The Court of Appeals of New York came to a different conclusion in Universal American Corp. v. Nat’l Union Fire Ins. Co. of Pittsburgh, PA, 37 N.E.3d 78, 16 N.Y.S.3d 21, 25 N.Y.3d 675 (2015). Universal, a health care insurer offering Medicare Advantage plans, used a computerized billing system that allowed health care providers to submit claims directly to the system. The majority of the claims were processed, approved, and paid automatically without manual review. Universal suffered $18 million in losses for payment of fraudulent claims for medical services that were never performed. Universal made a claim under the “Computer System Fraud” rider on its financial institution bond.

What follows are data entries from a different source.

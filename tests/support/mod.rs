#![allow(dead_code)]

use std::fs;
use std::path::{Path, PathBuf};

use assert_cmd::Command;
use tempfile::TempDir;

pub const HEADER: &str = "owner,create date,due date,date completed,complete";

/// Monday of ISO week 10, 2024
pub const MONDAY: &str = "2024-03-04T09:00:00Z";
/// Wednesday of ISO week 10, 2024
pub const WEDNESDAY: &str = "2024-03-06T09:00:00Z";

/// A working directory with an initialized config and env secrets
pub struct TestWorkspace {
    dir: TempDir,
}

impl TestWorkspace {
    pub fn new() -> Result<Self, Box<dyn std::error::Error>> {
        let ws = Self {
            dir: tempfile::tempdir()?,
        };
        ws.cmd().arg("init").assert().success();
        Ok(ws)
    }

    /// A directory without running `init`
    pub fn bare() -> Result<Self, Box<dyn std::error::Error>> {
        Ok(Self {
            dir: tempfile::tempdir()?,
        })
    }

    pub fn path(&self) -> &Path {
        self.dir.path()
    }

    pub fn cmd(&self) -> Command {
        let mut cmd = Command::cargo_bin("actweek").expect("binary");
        cmd.current_dir(self.path())
            .env_remove("ACTWEEK_CONFIG")
            .env_remove("RUST_LOG")
            .env("ACTWEEK_SENDER", "reports@example.com")
            .env("ACTWEEK_ELE_EMAIL", "ele@example.com")
            .env("ACTWEEK_MERC_EMAIL", "merc@example.com");
        cmd
    }

    pub fn write_file(&self, rel_path: &str, contents: &str) -> std::io::Result<PathBuf> {
        let path = self.path().join(rel_path);
        if let Some(parent) = path.parent() {
            fs::create_dir_all(parent)?;
        }
        fs::write(&path, contents)?;
        Ok(path)
    }

    /// Write a sheet with the standard header and the given rows
    pub fn write_sheet(&self, rel_path: &str, rows: &[&str]) -> std::io::Result<PathBuf> {
        let mut contents = format!("{HEADER}\n");
        for row in rows {
            contents.push_str(row);
            contents.push('\n');
        }
        self.write_file(rel_path, &contents)
    }

    pub fn bucket_dir(&self) -> PathBuf {
        self.path().join(".actweek").join("store").join("actions")
    }

    pub fn object_exists(&self, key: &str) -> bool {
        self.bucket_dir().join(key).is_file()
    }

    pub fn read_object(&self, key: &str) -> std::io::Result<String> {
        fs::read_to_string(self.bucket_dir().join(key))
    }

    /// Messages queued in the outbox
    pub fn outbox(&self) -> Result<Vec<serde_json::Value>, Box<dyn std::error::Error>> {
        let path = self.path().join(".actweek").join("outbox.jsonl");
        if !path.exists() {
            return Ok(Vec::new());
        }
        let mut entries = Vec::new();
        for line in fs::read_to_string(path)?.lines() {
            if line.trim().is_empty() {
                continue;
            }
            entries.push(serde_json::from_str(line)?);
        }
        Ok(entries)
    }
}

The rider provided coverage for any “loss resulting directly from a fraudulent (1) entry of Electronic Data or Computer Program into, or (2) change of Electronic Data or Computer Program within the Insured’s proprietary Computer System ….” The court concluded that “fraudulent” modifies “entry” or “change” of electronic data or a computer program. The word placement of “fraudulent” before “entry” or “change” means that the rider only provided coverage for a violation of the integrity of computer system through deceitful or dishonest acts (i.e., hacking). The rider therefore did not cover losses resulting from fraudulent content submitted to the computer system by authorized users.
As these cases demonstrate, coverage for a social engineering loss will depend on the policy language and the facts surrounding the loss. Policyholders therefore need to carefully scrutinize all coverage grants and vigorously pursue claims where appropriate.
Some insurers offer limited coverage for social engineering attacks by way of endorsements to crime policies or cybersecurity policies (variously called “Fraudulent Instruction Coverage,” “Payment Instruction Fraud,” “Deception Fraud,” or “Social Engineering Fraud”).
Unfortunately, this coverage is usually subject to a low sublimit, so the full policy limits are not available for this type of loss. There may be other restrictions, such as an exclusion for any fraudulent instruction that was not verified with the requestor using an “Out-Of-Band Authentication.” So, for example, if the request comes in by email (band one), the recipient would need to move the verification to the next tier by either texting the person who sent the email (band two) or calling him or her directly (band three) to verify the information.
As noted above, it is important for businesses to employ appropriate internal controls. In particular, if the policyholder does not utilize Out-Of-Band Authentication (and many don’t), there may be no coverage at all. As always, it is very important that the policyholder fully understands the scope of coverage and exclusions in order to avoid surprises when a loss occurs.